Discovery Radiomics via Deep Multi-Column Radiomic Sequencers for Skin Cancer Detection
Mohammad Javad Shafiee, Alexander Wong

TL;DR
This paper introduces a novel deep learning-based discovery radiomics framework using multi-column radiomic sequencers for skin cancer detection, achieving dermatologist-level sensitivity and specificity on a large clinical image dataset.
Contribution
It presents a new deep multi-column radiomic sequencer approach for high-throughput discovery of custom features tailored to skin cancer phenotypes, surpassing traditional hand-crafted methods.
Findings
Achieved 91% sensitivity in skin cancer detection.
Achieved 75% specificity, comparable to dermatologists.

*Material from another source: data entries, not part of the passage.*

//! In-memory chain used for tests and dry runs.

use std::collections::{HashMap, HashSet};

use alloy_core::primitives::{Address, B256, U256, keccak256};
use anyhow::Result;

use super::{BlockInfo, ChainTransport};
use crate::{registry::DeployedContract, value::Value};

/// Default sender of the simulated chain.
const DEFAULT_SENDER: Address = Address::repeat_byte(0x42);

/// Seconds between simulated blocks.
const BLOCK_TIME_SECS: u64 = 2;

/// A transaction recorded by the [`SimulatedChain`].
#[derive(Debug, Clone, PartialEq, Eq)]
pub enum Transaction {
    Deploy {
        artifact: String,
        address: Address,
        args: Vec<Value>,
    },
    Call {
        artifact: String,
        address: Address,
        method: String,
        args: Vec<Value>,
    },
}

/// A deterministic in-memory chain.
///
/// Deploys get `CREATE` addresses derived from the sender and its nonce, and
/// every transaction mines one block. Reads are answered from stubs registered
/// per artifact with [`SimulatedChain::with_field`]. In lenient mode, unstubbed
/// reads return a number derived from the request instead of failing, which is
/// enough to rehearse a plan offline.
#[derive(Debug, Clone)]
pub struct SimulatedChain {
    sender: Address,
    nonce: u64,
    block: BlockInfo,
    lenient: bool,
    contracts: HashMap<Address, String>,
    fields: HashMap<(String, String), Value>,
    field_args: HashMap<(String, String, Vec<Value>), Value>,
    failing_deploys: HashSet<String>,
    failing_calls: HashSet<String>,
    transactions: Vec<Transaction>,
    requests: usize,
}

impl Default for SimulatedChain {
    fn default() -> Self {
        Self::new()
    }
}

impl SimulatedChain {
    pub fn new() -> Self {
        Self {
            sender: DEFAULT_SENDER,
            nonce: 0,
            block: BlockInfo {
                number: 1,
                timestamp: 1_700_000_000,
            },
            lenient: false,
            contracts: HashMap::new(),
            fields: HashMap::new(),
            field_args: HashMap::new(),
            failing_deploys: HashSet::new(),
            failing_calls: HashSet::new(),
            transactions: Vec::new(),
            requests: 0,
        }
    }

    /// Answer unstubbed reads instead of failing them.
    pub fn lenient(mut self) -> Self {
        self.lenient = true;
        self
    }

    pub fn with_sender(mut self, sender: Address) -> Self {
        self.sender = sender;
        self
    }

    pub fn with_block(mut self, block: BlockInfo) -> Self {
        self.block = block;
        self
    }

    /// Stub `artifact.method` for any arguments.
    pub fn with_field(
        mut self,
        artifact: impl Into<String>,
        method: impl Into<String>,
        value: impl Into<Value>,
    ) -> Self {
        self.fields
            .insert((artifact.into(), method.into()), value.into());
        self
    }

    /// Stub `artifact.method(args)` for exactly these arguments.
    pub fn with_field_args(
        mut self,
        artifact: impl Into<String>,
        method: impl Into<String>,
        args: Vec<Value>,
        value: impl Into<Value>,
    ) -> Self {
        self.field_args
            .insert((artifact.into(), method.into(), args), value.into());
        self
    }

    /// Make every deployment of `artifact` fail.
    pub fn fail_deploy(mut self, artifact: impl Into<String>) -> Self {
        self.failing_deploys.insert(artifact.into());
        self
    }

    /// Make every call to `method` fail, on any contract.
    pub fn fail_call(mut self, method: impl Into<String>) -> Self {
        self.failing_calls.insert(method.into());
        self
    }

    /// Transactions mined so far, in order.
    pub fn transactions(&self) -> &[Transaction] {
        &self.transactions
    }

    /// Number of requests served, reads included.
    pub fn request_count(&self) -> usize {
        self.requests
    }

    /// Artifact deployed at `address`, if any.
    pub fn artifact_at(&self, address: &Address) -> Option<&str> {
        self.contracts.get(address).map(String::as_str)
    }

    fn mine(&mut self, transaction: Transaction) -> B256 {
        self.block.number += 1;
        self.block.timestamp += BLOCK_TIME_SECS;
        let hash = keccak256(format!("{:?}/{}", transaction, self.block.number));
        self.transactions.push(transaction);
        hash
    }

    fn lookup(&self, artifact: &str, method: &str, args: &[Value]) -> Option<Value> {
        self.field_args
            .get(&(artifact.to_string(), method.to_string(), args.to_vec()))
            .or_else(|| self.fields.get(&(artifact.to_string(), method.to_string())))
            .cloned()
    }

    /// A stable non-zero 160-bit number for an unstubbed read, so it can be
    /// used both as an amount and as an address.
    fn synthetic_value(artifact: &str, method: &str, args: &[Value]) -> Value {
        let digest = keccak256(format!("{}.{}{:?}", artifact, method, args));
        let mut word = [0u8; 32];
        word[12..].copy_from_slice(&digest[12..]);
        word[31] |= 1;
        Value::Uint(U256::from_be_bytes(word))
    }
}

impl ChainTransport for SimulatedChain {
    fn sender(&self) -> Address {
        self.sender
    }

    async fn latest_block(&mut self) -> Result<BlockInfo> {
        self.requests += 1;
        Ok(self.block)
    }

    async fn deploy(&mut self, artifact: &str, args: &[Value]) -> Result<Address> {
        self.requests += 1;
        if self.failing_deploys.contains(artifact) {
            anyhow::bail!("simulated deployment failure for {}", artifact);
        }

        let address = self.sender.create(self.nonce);
        self.nonce += 1;
        self.contracts.insert(address, artifact.to_string());
        self.mine(Transaction::Deploy {
            artifact: artifact.to_string(),
            address,
            args: args.to_vec(),
        });

        tracing::trace!(artifact, address = %address, "Simulated deployment");
        Ok(address)
    }

    async fn call(
        &mut self,
        contract: &DeployedContract,
        method: &str,
        args: &[Value],
    ) -> Result<B256> {
        self.requests += 1;
        if self.failing_calls.contains(method) {
            anyhow::bail!("simulated revert in {}.{}", contract.name, method);
        }

        self.nonce += 1;
        Ok(self.mine(Transaction::Call {
            artifact: contract.artifact.clone(),
            address: contract.address,
            method: method.to_string(),
            args: args.to_vec(),
        }))
    }

    async fn read(
        &mut self,
        contract: &DeployedContract,
        method: &str,
        args: &[Value],
    ) -> Result<Value> {
        self.requests += 1;
        match self.lookup(&contract.artifact, method, args) {
            Some(value) => Ok(value),
            None if self.lenient => {
                tracing::warn!(
                    contract = %contract.name,
                    method,
                    "No stub for simulated read, using a synthetic value"
                );
                Ok(Self::synthetic_value(&contract.artifact, method, args))
            }
            None => anyhow::bail!(
                "{} ({}) does not expose `{}`",
                contract.name,
                contract.artifact,
                method
            ),
        }
    }
}

#[cfg(test)]
mod tests {
    use super::*;

    #[tokio::test]
    async fn test_deploy_addresses_follow_nonce() {
        let mut chain = SimulatedChain::new();
        let first = chain.deploy("Hamster", &[]).await.unwrap();
        let second = chain.deploy("HShare", &[]).await.unwrap();

        assert_eq!(first, DEFAULT_SENDER.create(0));
        assert_eq!(second, DEFAULT_SENDER.create(1));
        assert_eq!(chain.artifact_at(&first), Some("Hamster"));
        assert_eq!(chain.transactions().len(), 2);
        assert_eq!(chain.latest_block().await.unwrap().number, 3);
    }

    #[tokio::test]
    async fn test_reads_prefer_exact_argument_stubs() {
        let mut chain = SimulatedChain::new()
            .with_field("HamsterRewardPool", "epochTotalRewards", 1u64)
            .with_field_args(
                "HamsterRewardPool",
                "epochTotalRewards",
                vec![Value::from(1u64)],
                2u64,
            );
        let pool = DeployedContract::deployed(
            "HamsterRewardPool",
            "HamsterRewardPool",
            Address::repeat_byte(1),
            "testnet",
        );

        let any = chain.read(&pool, "epochTotalRewards", &[Value::from(0u64)]).await;
        let exact = chain.read(&pool, "epochTotalRewards", &[Value::from(1u64)]).await;
        assert_eq!(any.unwrap(), Value::from(1u64));
        assert_eq!(exact.unwrap(), Value::from(2u64));
    }

    #[tokio::test]
    async fn test_unstubbed_reads_fail_unless_lenient() {
        let pool = DeployedContract::deployed("Pool", "Pool", Address::repeat_byte(1), "testnet");

        let mut strict = SimulatedChain::new();
        assert!(strict.read(&pool, "totalRewards", &[]).await.is_err());

        let mut lenient = SimulatedChain::new().lenient();
        let first = lenient.read(&pool, "totalRewards", &[]).await.unwrap();
        let second = lenient.read(&pool, "totalRewards", &[]).await.unwrap();
        assert_eq!(first, second);
        assert_ne!(first, Value::Uint(U256::ZERO));
        assert!(first.as_uint().unwrap().bit_len() <= 160);
    }

    #[tokio::test]
    async fn test_failure_injection() {
        let mut chain = SimulatedChain::new().fail_deploy("B").fail_call("transferOperator");
        assert!(chain.deploy("B", &[]).await.is_err());

        let a = chain.deploy("A", &[]).await.unwrap();
        let a = DeployedContract::deployed("A", "A", a, "testnet");
        assert!(chain.call(&a, "transferOperator", &[]).await.is_err());
        assert!(chain.call(&a, "initialize", &[]).await.is_ok());
        assert_eq!(chain.transactions().len(), 2);
    }
}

Validated on over 9,000 clinical images.
Abstract
While skin cancer is the most diagnosed form of cancer in men and women, with more cases diagnosed each year than all other cancers combined, sufficiently early diagnosis results in very good prognosis and as such makes early detection crucial. While radiomics have shown considerable promise as a powerful diagnostic tool for significantly improving oncological diagnostic accuracy and efficiency, current radiomics-driven methods have largely rely on pre-defined, hand-crafted quantitative features, which can greatly limit the ability to fully characterize unique cancer phenotype that distinguish it from healthy tissue. Recently, the notion of discovery radiomics was introduced, where a large amount of custom, quantitative radiomic features are directly discovered from the wealth of readily available medical imaging data. In this study, we present a novel discovery radiomics framework for…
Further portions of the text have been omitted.